Your task:
Up to and including the final line, retype each line of the records below, starting with the one that contains "store backend, the".

Exercise data:
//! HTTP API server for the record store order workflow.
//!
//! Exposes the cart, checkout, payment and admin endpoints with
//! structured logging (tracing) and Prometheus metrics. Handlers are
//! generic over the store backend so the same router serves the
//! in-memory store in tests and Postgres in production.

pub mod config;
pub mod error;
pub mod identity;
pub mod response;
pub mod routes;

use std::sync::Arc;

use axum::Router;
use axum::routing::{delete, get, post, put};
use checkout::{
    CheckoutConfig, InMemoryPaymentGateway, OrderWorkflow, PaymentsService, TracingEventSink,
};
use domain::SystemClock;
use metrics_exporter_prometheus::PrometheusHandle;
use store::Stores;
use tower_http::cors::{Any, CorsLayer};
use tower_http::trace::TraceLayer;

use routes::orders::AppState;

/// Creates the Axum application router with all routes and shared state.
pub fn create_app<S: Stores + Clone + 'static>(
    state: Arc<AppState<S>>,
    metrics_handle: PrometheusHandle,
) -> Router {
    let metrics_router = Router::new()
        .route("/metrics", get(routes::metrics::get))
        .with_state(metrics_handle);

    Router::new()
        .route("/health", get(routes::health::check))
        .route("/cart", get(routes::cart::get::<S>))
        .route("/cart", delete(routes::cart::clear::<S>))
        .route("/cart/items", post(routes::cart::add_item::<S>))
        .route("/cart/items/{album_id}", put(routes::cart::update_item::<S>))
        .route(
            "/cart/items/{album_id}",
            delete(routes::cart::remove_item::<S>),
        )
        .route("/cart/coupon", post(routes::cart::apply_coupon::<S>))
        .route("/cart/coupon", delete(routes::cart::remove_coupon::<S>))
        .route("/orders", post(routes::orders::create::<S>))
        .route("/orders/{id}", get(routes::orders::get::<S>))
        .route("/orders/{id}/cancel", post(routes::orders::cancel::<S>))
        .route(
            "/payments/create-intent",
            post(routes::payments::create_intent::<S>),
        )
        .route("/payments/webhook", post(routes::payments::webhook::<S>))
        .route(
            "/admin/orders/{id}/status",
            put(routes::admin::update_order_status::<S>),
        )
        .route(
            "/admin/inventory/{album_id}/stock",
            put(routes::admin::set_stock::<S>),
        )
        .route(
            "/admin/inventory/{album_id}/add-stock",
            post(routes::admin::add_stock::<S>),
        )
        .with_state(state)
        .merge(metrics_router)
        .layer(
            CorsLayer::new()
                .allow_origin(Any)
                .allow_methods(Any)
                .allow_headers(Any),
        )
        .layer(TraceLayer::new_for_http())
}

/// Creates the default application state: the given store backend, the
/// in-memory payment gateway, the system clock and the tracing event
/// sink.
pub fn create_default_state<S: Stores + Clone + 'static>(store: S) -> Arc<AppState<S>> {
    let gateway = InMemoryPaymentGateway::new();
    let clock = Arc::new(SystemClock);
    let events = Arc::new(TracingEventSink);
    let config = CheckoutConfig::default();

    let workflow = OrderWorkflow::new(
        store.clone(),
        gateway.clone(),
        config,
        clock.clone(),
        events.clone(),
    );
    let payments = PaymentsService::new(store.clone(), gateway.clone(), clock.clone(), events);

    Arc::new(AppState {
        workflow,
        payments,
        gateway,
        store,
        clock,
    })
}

Your response:
/// Creates the default application state: the given store backend, the
/// in-memory payment gateway, the system clock and the tracing event
/// sink.
pub fn create_default_state<S: Stores + Clone + 'static>(store: S) -> Arc<AppState<S>> {
    let gateway = InMemoryPaymentGateway::new();
    let clock = Arc::new(SystemClock);
    let events = Arc::new(TracingEventSink);
    let config = CheckoutConfig::default();

    let workflow = OrderWorkflow::new(
        store.clone(),
        gateway.clone(),
        config,
        clock.clone(),
        events.clone(),
    );
    let payments = PaymentsService::new(store.clone(), gateway.clone(), clock.clone(), events);

    Arc::new(AppState {
        workflow,
        payments,
        gateway,
        store,
        clock,
    })
}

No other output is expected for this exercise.